Ticking the Christian Box by Joy A. Mead
I could feel my blood and emotions starting to boil as I had a chat with the pastor’s wife from our previous church.
One of the high schools we are looking at for our daughter is faith-based and requires the pastor to sign off on regular church attendance. In all honesty, our church attendance has significantly dropped since the covid pandemic, so it’s been my intent to have our current church sign off on our inconsistent time there. Meanwhile, I thought I could have our former church’s pastor sign off on my consistent women’s Bible study attendance, maintained even five years on since being at another church.
However, in one quick instant, I was informed that there would be no possibility of my faithful Bible study attendance counting toward overall church participation. I even double checked with a friend who works for the previous church who confirmed that because we as a family have left the church to go to another one, the previous pastoral team is free to treat us as if we are complete strangers.

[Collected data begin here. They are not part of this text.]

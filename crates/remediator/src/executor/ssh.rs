//! Run commands on a remote VM over SSH.
//!
//! libssh2 is blocking, so one whole run (connect, auth, every command)
//! happens on a blocking thread over a single session. The thread checks a
//! [`RunBudget`] between steps and while waiting on output, so a run whose
//! caller gave up stops instead of continuing in the background.

use async_trait::async_trait;
use ssh2::{Channel, Session};
use std::fmt;
use std::io::{self, Read};
use std::net::{TcpStream, ToSocketAddrs};
use std::path::PathBuf;
use std::sync::atomic::{AtomicBool, Ordering};
use std::sync::Arc;
use std::time::{Duration, Instant};
use tracing::{debug, info, warn};

use super::{skip_remaining, CommandExecutor, ExecutionError};
use crate::types::{CommandOutcome, ExecutionReport};

const CONNECT_TIMEOUT: Duration = Duration::from_secs(10);
const POLL_INTERVAL: Duration = Duration::from_millis(20);

/// Credentials for the target.
#[derive(Clone)]
pub enum SshAuth {
    Password(String),
    /// Private key file, optional passphrase
    KeyFile {
        path: PathBuf,
        passphrase: Option<String>,
    },
}

impl fmt::Debug for SshAuth {
    fn fmt(&self, f: &mut fmt::Formatter<'_>) -> fmt::Result {
        match self {
            Self::Password(_) => f.write_str("Password(<redacted>)"),
            Self::KeyFile { path, .. } => f.debug_struct("KeyFile").field("path", path).finish(),
        }
    }
}

/// Fixed remediation target.
#[derive(Debug, Clone)]
pub struct SshTarget {
    pub host: String,
    pub port: u16,
    pub user: String,
    pub auth: SshAuth,
}

impl SshTarget {
    fn identity(&self) -> String {
        format!("{}@{}:{}", self.user, self.host, self.port)
    }
}

/// Executes commands on an [`SshTarget`].
#[derive(Debug, Clone)]
pub struct SshExecutor {
    target: SshTarget,
    run_timeout: Duration,
}

impl SshExecutor {
    /// `run_timeout` bounds one whole run: connect, auth and every command.
    #[must_use]
    pub fn new(target: SshTarget, run_timeout: Duration) -> Self {
        Self {
            target,
            run_timeout,
        }
    }
}

/// Deadline and cancellation shared between the async caller and the
/// blocking worker.
#[derive(Debug)]
struct RunBudget {
    total: Duration,
    deadline: Instant,
    cancelled: Arc<AtomicBool>,
}

impl RunBudget {
    fn new(total: Duration) -> Self {
        Self {
            total,
            deadline: Instant::now() + total,
            cancelled: Arc::new(AtomicBool::new(false)),
        }
    }

    /// Time left, or `Timeout` once the deadline passed or the caller went away.
    fn remaining(&self) -> Result<Duration, ExecutionError> {
        let left = self.deadline.saturating_duration_since(Instant::now());
        if self.cancelled.load(Ordering::Acquire) || left.is_zero() {
            return Err(ExecutionError::Timeout {
                secs: self.total.as_secs(),
            });
        }
        Ok(left)
    }

    /// Bound the next blocking libssh2 call by the time left.
    fn arm(&self, session: &Session) -> Result<(), ExecutionError> {
        let left = self.remaining()?;
        // 0 means "no timeout" to libssh2
        session.set_timeout(u32::try_from(left.as_millis()).unwrap_or(u32::MAX).max(1));
        Ok(())
    }

    fn cancel_on_drop(&self) -> CancelOnDrop {
        CancelOnDrop(Arc::clone(&self.cancelled))
    }
}

/// Held by the `run` future; dropping it (completion or the caller's
/// timeout) tells the worker to stop.
struct CancelOnDrop(Arc<AtomicBool>);

impl Drop for CancelOnDrop {
    fn drop(&mut self) {
        self.0.store(true, Ordering::Release);
    }
}

fn connect(target: &SshTarget, budget: &RunBudget) -> Result<Session, ExecutionError> {
    let identity = target.identity();
    let connect_err = |message: String| ExecutionError::Connect {
        target: identity.clone(),
        message,
    };

    let addr = (target.host.as_str(), target.port)
        .to_socket_addrs()
        .map_err(|e| connect_err(e.to_string()))?
        .next()
        .ok_or_else(|| connect_err("host did not resolve".to_string()))?;
    let connect_timeout = budget.remaining()?.min(CONNECT_TIMEOUT);
    let tcp = TcpStream::connect_timeout(&addr, connect_timeout)
        .map_err(|e| connect_err(e.to_string()))?;

    let mut session = Session::new().map_err(|e| connect_err(e.to_string()))?;
    session.set_tcp_stream(tcp);
    budget.arm(&session)?;
    session.handshake().map_err(|e| connect_err(e.to_string()))?;

    let auth_err = |e: ssh2::Error| ExecutionError::Auth {
        target: identity.clone(),
        message: e.to_string(),
    };
    match &target.auth {
        SshAuth::Password(password) => session
            .userauth_password(&target.user, password)
            .map_err(auth_err)?,
        SshAuth::KeyFile { path, passphrase } => session
            .userauth_pubkey_file(&target.user, None, path, passphrase.as_deref())
            .map_err(auth_err)?,
    }

    if !session.authenticated() {
        return Err(ExecutionError::Auth {
            target: identity,
            message: "server did not accept credentials".to_string(),
        });
    }
    Ok(session)
}

fn transport(e: impl fmt::Display) -> ExecutionError {
    ExecutionError::Transport(e.to_string())
}

/// Move whatever `stream` has ready into `sink`. `Ok(false)` when nothing
/// was ready.
fn drain(
    stream: &mut impl Read,
    sink: &mut Vec<u8>,
    buf: &mut [u8],
) -> Result<bool, ExecutionError> {
    match stream.read(buf) {
        Ok(0) => Ok(false),
        Ok(n) => {
            sink.extend_from_slice(&buf[..n]);
            Ok(true)
        }
        Err(e) if matches!(e.kind(), io::ErrorKind::WouldBlock | io::ErrorKind::Interrupted) => {
            Ok(false)
        }
        Err(e) => Err(transport(e)),
    }
}

/// Read stdout and stderr together until the remote side closes them.
///
/// Both streams are polled without blocking so a command that fills its
/// stderr window cannot stall while we wait on stdout.
fn collect_output(
    session: &Session,
    channel: &Channel,
    budget: &RunBudget,
) -> Result<(Vec<u8>, Vec<u8>), ExecutionError> {
    let mut stdout = Vec::new();
    let mut stderr = Vec::new();
    let mut buf = [0u8; 8192];

    session.set_blocking(false);
    let result = loop {
        let out = drain(&mut channel.stream(0), &mut stdout, &mut buf);
        let err = drain(&mut channel.stderr(), &mut stderr, &mut buf);
        match (out, err) {
            (Err(e), _) | (_, Err(e)) => break Err(e),
            (Ok(false), Ok(false)) if channel.eof() => break Ok(()),
            (Ok(false), Ok(false)) => {
                if let Err(e) = budget.remaining() {
                    break Err(e);
                }
                std::thread::sleep(POLL_INTERVAL);
            }
            _ => {}
        }
    };
    session.set_blocking(true);

    result.map(|()| (stdout, stderr))
}

fn exec(
    session: &Session,
    command: &str,
    budget: &RunBudget,
) -> Result<CommandOutcome, ExecutionError> {
    budget.arm(session)?;
    let mut channel = session.channel_session().map_err(transport)?;
    channel.exec(command).map_err(transport)?;

    let (stdout, stderr) = collect_output(session, &channel, budget)?;

    budget.arm(session)?;
    channel.wait_close().map_err(transport)?;
    let exit_status = channel.exit_status().map_err(transport)?;

    Ok(CommandOutcome {
        command: command.to_string(),
        stdout: String::from_utf8_lossy(&stdout).into_owned(),
        stderr: String::from_utf8_lossy(&stderr).into_owned(),
        exit_status: Some(exit_status),
    })
}

fn run_blocking(
    target: &SshTarget,
    budget: &RunBudget,
    commands: &[String],
    halt_on_failure: bool,
) -> Result<ExecutionReport, ExecutionError> {
    budget.remaining()?;
    let session = connect(target, budget)?;
    info!(target = %target.identity(), commands = commands.len(), "SSH session established");

    let mut outcomes = Vec::with_capacity(commands.len());
    for (index, command) in commands.iter().enumerate() {
        if let Err(e) = budget.remaining() {
            warn!(completed = index, total = commands.len(), "SSH run out of time, stopping");
            let _ = session.disconnect(None, "remediation cancelled", None);
            return Err(e);
        }

        debug!(command = %command, "Running remote command");
        let outcome = exec(&session, command, budget)?;
        let failed = !outcome.succeeded();
        outcomes.push(outcome);

        if failed && halt_on_failure {
            warn!(command = %command, "Command failed, halting remaining steps");
            skip_remaining(&mut outcomes, commands, index + 1);
            break;
        }
    }

    let _ = session.disconnect(None, "remediation complete", None);
    Ok(ExecutionReport {
        target: target.identity(),
        outcomes,
    })
}

#[async_trait]
impl CommandExecutor for SshExecutor {
    fn target(&self) -> String {
        self.target.identity()
    }

    async fn run(
        &self,
        commands: &[String],
        halt_on_failure: bool,
    ) -> Result<ExecutionReport, ExecutionError> {
        let target = self.target.clone();
        let commands = commands.to_vec();
        let budget = RunBudget::new(self.run_timeout);
        let _cancel = budget.cancel_on_drop();

        tokio::task::spawn_blocking(move || {
            run_blocking(&target, &budget, &commands, halt_on_failure)
        })
        .await
        .map_err(|e| ExecutionError::Transport(format!("ssh worker failed: {e}")))?
    }
}

#[cfg(test)]
mod tests {
    use super::*;

    #[test]
    fn test_auth_debug_redacts_password() {
        let auth = SshAuth::Password("hunter2".to_string());
        assert_eq!(format!("{auth:?}"), "Password(<redacted>)");
    }

    #[tokio::test]
    async fn test_unreachable_target_is_connect_error() {
        let executor = SshExecutor::new(unreachable_target(), Duration::from_secs(2));
        assert_eq!(executor.target(), "azureuser@127.0.0.1:1");

        let err = executor.run(&["echo a".to_string()], true).await.unwrap_err();
        assert!(matches!(err, ExecutionError::Connect { .. }));
    }

    fn unreachable_target() -> SshTarget {
        SshTarget {
            host: "127.0.0.1".to_string(),
            port: 1,
            user: "azureuser".to_string(),
            auth: SshAuth::Password("x".to_string()),
        }
    }

    #[test]
    fn test_dropping_run_cancels_budget() {
        let budget = RunBudget::new(Duration::from_secs(60));
        assert!(budget.remaining().is_ok());

        drop(budget.cancel_on_drop());
        assert!(matches!(
            budget.remaining(),
            Err(ExecutionError::Timeout { secs: 60 })
        ));
    }

    #[test]
    fn test_spent_budget_is_timeout() {
        let budget = RunBudget::new(Duration::ZERO);
        assert!(matches!(
            budget.remaining(),
            Err(ExecutionError::Timeout { secs: 0 })
        ));
    }

    #[test]
    fn test_cancelled_run_never_connects() {
        // Port 1 would be a Connect error if a connection were attempted
        let budget = RunBudget::new(Duration::from_secs(60));
        drop(budget.cancel_on_drop());

        let commands = ["reboot".to_string()];
        let err = run_blocking(&unreachable_target(), &budget, &commands, true).unwrap_err();
        assert!(matches!(err, ExecutionError::Timeout { .. }));
    }

    struct WouldBlockReader;

    impl Read for WouldBlockReader {
        fn read(&mut self, _buf: &mut [u8]) -> io::Result<usize> {
            Err(io::ErrorKind::WouldBlock.into())
        }
    }

    struct BrokenReader;

    impl Read for BrokenReader {
        fn read(&mut self, _buf: &mut [u8]) -> io::Result<usize> {
            Err(io::Error::new(io::ErrorKind::ConnectionReset, "peer reset"))
        }
    }

    #[test]
    fn test_drain_keeps_non_utf8_output() {
        let raw = b"disk \xff\xfe full\n".to_vec();
        let mut reader = io::Cursor::new(raw.clone());
        let mut sink = Vec::new();
        let mut buf = [0u8; 4];

        while drain(&mut reader, &mut sink, &mut buf).unwrap() {}
        assert_eq!(sink, raw);

        let text = String::from_utf8_lossy(&sink);
        assert!(text.starts_with("disk "));
        assert!(text.ends_with(" full\n"));
        assert!(text.contains('\u{FFFD}'));
    }

    #[test]
    fn test_drain_would_block_is_no_progress_and_errors_propagate() {
        let mut sink = Vec::new();
        let mut buf = [0u8; 16];
        assert!(!drain(&mut WouldBlockReader, &mut sink, &mut buf).unwrap());
        assert!(matches!(
            drain(&mut BrokenReader, &mut sink, &mut buf),
            Err(ExecutionError::Transport(m)) if m.contains("peer reset")
        ));
    }
}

Even though we live just behind our old church and are attached to their associate pastor’s house.
Even though when we switched churches, I never once stopped going to my women’s Bible study in a decade.
Even though the school of interest accepts Bible study as a form of worship.

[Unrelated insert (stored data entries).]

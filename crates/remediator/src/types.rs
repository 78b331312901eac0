//! Core data model for remediation requests.

use chrono::{DateTime, Utc};
use serde::{Deserialize, Serialize};
use std::fmt;

use crate::error::RemediationError;
use crate::plan::PlanError;

/// Opaque single-use capability naming one pending remediation.
///
/// Generated from 122 bits of OS randomness (UUID v4), rendered as 32
/// lowercase hex characters.
#[derive(Debug, Clone, PartialEq, Eq, Hash, Serialize, Deserialize)]
#[serde(transparent)]
pub struct RequestId(String);

impl RequestId {
    /// Generate a fresh unguessable id.
    #[must_use]
    pub fn generate() -> Self {
        Self(uuid::Uuid::new_v4().simple().to_string())
    }

    /// Parse an id received from a caller.
    ///
    /// Returns `None` for anything that cannot have been issued by
    /// [`RequestId::generate`].
    #[must_use]
    pub fn parse(raw: &str) -> Option<Self> {
        let raw = raw.trim();
        let well_formed = raw.len() == 32
            && raw
                .bytes()
                .all(|b| b.is_ascii_digit() || (b'a'..=b'f').contains(&b));
        well_formed.then(|| Self(raw.to_string()))
    }

    #[must_use]
    pub fn as_str(&self) -> &str {
        &self.0
    }
}

impl fmt::Display for RequestId {
    fn fmt(&self, f: &mut fmt::Formatter<'_>) -> fmt::Result {
        f.write_str(&self.0)
    }
}

/// Where a plan came from.
#[derive(Debug, Clone, Copy, PartialEq, Eq, Serialize, Deserialize)]
#[serde(rename_all = "snake_case")]
pub enum PlanOrigin {
    /// Stored, pre-approved procedure
    Vetted,
    /// Derived from advisor output
    AiSuggested,
}

impl PlanOrigin {
    #[must_use]
    pub const fn as_str(&self) -> &'static str {
        match self {
            Self::Vetted => "vetted",
            Self::AiSuggested => "ai_suggested",
        }
    }

    /// Human label used on cards.
    #[must_use]
    pub const fn label(&self) -> &'static str {
        match self {
            Self::Vetted => "Vetted procedure",
            Self::AiSuggested => "AI suggestion (unvetted)",
        }
    }
}

/// Lifecycle status of a remediation request.
#[derive(Debug, Clone, Copy, PartialEq, Eq, Serialize, Deserialize)]
#[serde(rename_all = "snake_case")]
pub enum RequestStatus {
    Pending,
    Approved,
    Rejected,
    Executed,
    Failed,
    Expired,
}

impl RequestStatus {
    #[must_use]
    pub const fn as_str(&self) -> &'static str {
        match self {
            Self::Pending => "pending",
            Self::Approved => "approved",
            Self::Rejected => "rejected",
            Self::Executed => "executed",
            Self::Failed => "failed",
            Self::Expired => "expired",
        }
    }

    /// Terminal states are never left again.
    #[must_use]
    pub const fn is_terminal(&self) -> bool {
        matches!(
            self,
            Self::Rejected | Self::Executed | Self::Failed | Self::Expired
        )
    }

    /// Allowed edges of the request state machine.
    #[must_use]
    pub const fn can_transition_to(&self, next: Self) -> bool {
        matches!(
            (self, next),
            (
                Self::Pending,
                Self::Approved | Self::Rejected | Self::Expired
            ) | (Self::Approved, Self::Executed | Self::Failed)
        )
    }
}

/// Ordered, non-empty command list. Immutable once built.
#[derive(Debug, Clone, PartialEq, Eq, Serialize)]
#[serde(transparent)]
pub struct CommandPlan(Vec<String>);

impl CommandPlan {
    /// Validate a command list.
    ///
    /// Commands are trimmed; a blank command or an empty list is rejected.
    pub fn new(commands: Vec<String>) -> Result<Self, PlanError> {
        if commands.is_empty() {
            return Err(PlanError::Empty);
        }
        let mut normalized = Vec::with_capacity(commands.len());
        for (index, cmd) in commands.into_iter().enumerate() {
            let cmd = cmd.trim();
            if cmd.is_empty() {
                return Err(PlanError::BlankCommand { index });
            }
            normalized.push(cmd.to_string());
        }
        Ok(Self(normalized))
    }

    #[must_use]
    pub fn as_slice(&self) -> &[String] {
        &self.0
    }

    #[must_use]
    pub fn len(&self) -> usize {
        self.0.len()
    }

    #[must_use]
    pub fn is_empty(&self) -> bool {
        self.0.is_empty()
    }
}

impl<'de> Deserialize<'de> for CommandPlan {
    fn deserialize<D>(deserializer: D) -> Result<Self, D::Error>
    where
        D: serde::Deserializer<'de>,
    {
        let commands = Vec::<String>::deserialize(deserializer)?;
        Self::new(commands).map_err(serde::de::Error::custom)
    }
}

/// Alert context carried alongside a request for reporting.
#[derive(Debug, Clone, Default, PartialEq, Eq, Serialize, Deserialize)]
pub struct IncidentContext {
    /// Raw severity label (`critical`, `warning`, ...)
    #[serde(default)]
    pub severity: Option<String>,
    #[serde(default)]
    pub description: String,
    #[serde(default)]
    pub summary: Option<String>,
    /// Affected instance label
    #[serde(default)]
    pub instance: Option<String>,
    /// Risk note from the vetted procedure
    #[serde(default)]
    pub risk: Option<String>,
    /// Upstream analysis delivered with a precomputed plan
    #[serde(default)]
    pub ai_summary: Option<String>,
    #[serde(default)]
    pub ai_explanation: Option<String>,
}

/// Approve or reject.
#[derive(Debug, Clone, Copy, PartialEq, Eq, Serialize, Deserialize)]
#[serde(rename_all = "lowercase")]
pub enum Decision {
    Approve,
    Reject,
}

impl Decision {
    #[must_use]
    pub const fn as_str(&self) -> &'static str {
        match self {
            Self::Approve => "approve",
            Self::Reject => "reject",
        }
    }
}

/// Result of running one command on the target.
#[derive(Debug, Clone, PartialEq, Eq, Serialize, Deserialize)]
pub struct CommandOutcome {
    pub command: String,
    #[serde(default)]
    pub stdout: String,
    #[serde(default)]
    pub stderr: String,
    /// `None` when the command never ran
    pub exit_status: Option<i32>,
}

impl CommandOutcome {
    /// A command not run because an earlier one failed.
    #[must_use]
    pub fn skipped(command: &str) -> Self {
        Self {
            command: command.to_string(),
            stdout: String::new(),
            stderr: String::new(),
            exit_status: None,
        }
    }

    #[must_use]
    pub fn succeeded(&self) -> bool {
        self.exit_status == Some(0)
    }

    #[must_use]
    pub fn was_skipped(&self) -> bool {
        self.exit_status.is_none()
    }
}

/// Per-command results for one execution.
#[derive(Debug, Clone, PartialEq, Eq, Serialize, Deserialize)]
pub struct ExecutionReport {
    /// Target host identity
    pub target: String,
    pub outcomes: Vec<CommandOutcome>,
}

impl ExecutionReport {
    /// Every command ran and exited 0.
    #[must_use]
    pub fn succeeded(&self) -> bool {
        !self.outcomes.is_empty() && self.outcomes.iter().all(CommandOutcome::succeeded)
    }

    /// First command that ran and exited non-zero.
    #[must_use]
    pub fn first_failure(&self) -> Option<&CommandOutcome> {
        self.outcomes
            .iter()
            .find(|o| !o.was_skipped() && !o.succeeded())
    }
}

/// What happened when a request was executed.
#[derive(Debug, Clone, PartialEq, Eq, Serialize, Deserialize)]
#[serde(tag = "kind", rename_all = "snake_case")]
pub enum ExecutionResult {
    Completed(ExecutionReport),
    Error { message: String },
}

/// One pending or resolved remediation decision.
#[derive(Debug, Clone, PartialEq, Eq, Serialize, Deserialize)]
pub struct RemediationRequest {
    pub request_id: RequestId,
    pub incident_key: String,
    pub origin: PlanOrigin,
    commands: CommandPlan,
    pub status: RequestStatus,
    pub created_at: DateTime<Utc>,
    #[serde(default)]
    pub context: IncidentContext,
    #[serde(default)]
    pub result: Option<ExecutionResult>,
}

impl RemediationRequest {
    /// Create a new PENDING request with a fresh id.
    #[must_use]
    pub fn new(
        incident_key: impl Into<String>,
        commands: CommandPlan,
        origin: PlanOrigin,
        context: IncidentContext,
    ) -> Self {
        Self {
            request_id: RequestId::generate(),
            incident_key: incident_key.into(),
            origin,
            commands,
            status: RequestStatus::Pending,
            created_at: Utc::now(),
            context,
            result: None,
        }
    }

    /// Rebuild a stored request (registry backends).
    #[must_use]
    pub fn restore(
        request_id: RequestId,
        incident_key: String,
        origin: PlanOrigin,
        commands: CommandPlan,
        created_at: DateTime<Utc>,
        context: IncidentContext,
    ) -> Self {
        Self {
            request_id,
            incident_key,
            origin,
            commands,
            status: RequestStatus::Pending,
            created_at,
            context,
            result: None,
        }
    }

    #[must_use]
    pub fn commands(&self) -> &[String] {
        self.commands.as_slice()
    }

    #[must_use]
    pub fn plan(&self) -> &CommandPlan {
        &self.commands
    }

    /// Whether the request is older than `max_age` at `now`.
    #[must_use]
    pub fn is_older_than(&self, max_age: chrono::Duration, now: DateTime<Utc>) -> bool {
        now - self.created_at > max_age
    }

    /// Move to `next`, enforcing the state machine.
    pub fn advance(&mut self, next: RequestStatus) -> Result<(), RemediationError> {
        if !self.status.can_transition_to(next) {
            return Err(RemediationError::InvalidTransition {
                from: self.status,
                to: next,
            });
        }
        self.status = next;
        Ok(())
    }

    /// Attach an execution result and move to EXECUTED or FAILED.
    pub fn complete(&mut self, result: ExecutionResult) -> Result<(), RemediationError> {
        let next = match &result {
            ExecutionResult::Completed(report) if report.succeeded() => RequestStatus::Executed,
            _ => RequestStatus::Failed,
        };
        self.advance(next)?;
        self.result = Some(result);
        Ok(())
    }
}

Just regarded as strangers.
Lately, I’ve been wrestling within myself on our faith journey over the last four years. It’s been easy to mentally beat myself up about poor church attendance and why we couldn’t have just “played their game properly”. Then we wouldn’t be in this awkward mess, without the pastor’s sign off approval toward our daughter’s school application.

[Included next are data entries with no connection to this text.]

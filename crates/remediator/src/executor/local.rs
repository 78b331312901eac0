//! Run commands on the orchestrator host itself.

use async_trait::async_trait;
use std::process::Stdio;
use tokio::process::Command;
use tracing::{debug, warn};

use super::{skip_remaining, CommandExecutor, ExecutionError};
use crate::types::{CommandOutcome, ExecutionReport};

/// Executes each command with `sh -c` on the local machine.
#[derive(Debug, Clone)]
pub struct LocalExecutor {
    shell: String,
}

impl Default for LocalExecutor {
    fn default() -> Self {
        Self {
            shell: "sh".to_string(),
        }
    }
}

impl LocalExecutor {
    #[must_use]
    pub fn new() -> Self {
        Self::default()
    }

    async fn run_one(&self, command: &str) -> Result<CommandOutcome, ExecutionError> {
        let output = Command::new(&self.shell)
            .arg("-c")
            .arg(command)
            .stdin(Stdio::null())
            .stdout(Stdio::piped())
            .stderr(Stdio::piped())
            .kill_on_drop(true)
            .output()
            .await
            .map_err(|e| {
                ExecutionError::Transport(format!("failed to spawn {}: {e}", self.shell))
            })?;

        Ok(CommandOutcome {
            command: command.to_string(),
            stdout: String::from_utf8_lossy(&output.stdout).into_owned(),
            stderr: String::from_utf8_lossy(&output.stderr).into_owned(),
            // Killed by signal: no code, still a failure that ran
            exit_status: Some(output.status.code().unwrap_or(-1)),
        })
    }
}

#[async_trait]
impl CommandExecutor for LocalExecutor {
    fn target(&self) -> String {
        "localhost".to_string()
    }

    async fn run(
        &self,
        commands: &[String],
        halt_on_failure: bool,
    ) -> Result<ExecutionReport, ExecutionError> {
        let mut outcomes = Vec::with_capacity(commands.len());

        for (index, command) in commands.iter().enumerate() {
            debug!(command = %command, "Running local command");
            let outcome = self.run_one(command).await?;
            let failed = !outcome.succeeded();
            outcomes.push(outcome);

            if failed && halt_on_failure {
                warn!(command = %command, "Command failed, halting remaining steps");
                skip_remaining(&mut outcomes, commands, index + 1);
                break;
            }
        }

        Ok(ExecutionReport {
            target: self.target(),
            outcomes,
        })
    }
}

#[cfg(test)]
mod tests {
    use super::*;

    fn cmds(list: &[&str]) -> Vec<String> {
        list.iter().map(ToString::to_string).collect()
    }

    #[tokio::test]
    async fn test_runs_in_order_and_captures_output() {
        let report = LocalExecutor::new()
            .run(&cmds(&["echo one", "echo two >&2"]), true)
            .await
            .unwrap();

        assert_eq!(report.target, "localhost");
        assert!(report.succeeded());
        assert_eq!(report.outcomes[0].stdout, "one\n");
        assert_eq!(report.outcomes[1].stderr, "two\n");
    }

    #[tokio::test]
    async fn test_halts_on_first_failure() {
        let report = LocalExecutor::new()
            .run(&cmds(&["echo a", "exit 3", "echo never"]), true)
            .await
            .unwrap();

        assert!(!report.succeeded());
        assert_eq!(report.outcomes.len(), 3);
        assert_eq!(report.outcomes[1].exit_status, Some(3));
        assert!(report.outcomes[2].was_skipped());
        assert_eq!(report.first_failure().unwrap().command, "exit 3");
    }

    #[tokio::test]
    async fn test_continue_on_failure_runs_everything() {
        let report = LocalExecutor::new()
            .run(&cmds(&["false", "echo still"]), false)
            .await
            .unwrap();

        assert!(!report.succeeded());
        assert_eq!(report.outcomes[1].stdout, "still\n");
        assert_eq!(report.outcomes[1].exit_status, Some(0));
    }
}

But then, I have stopped my negative thoughts as I remember the details since the pandemic:
Churches were indeed shut for some time with a rocky start to opening up again.
Our current church was also having building works done, so the children's church wasn’t available for quite a few months.
Our marriage went through the deepest valley of challenges in the first lockdown.
With counseling, we started to pick up the pieces and slowly heal.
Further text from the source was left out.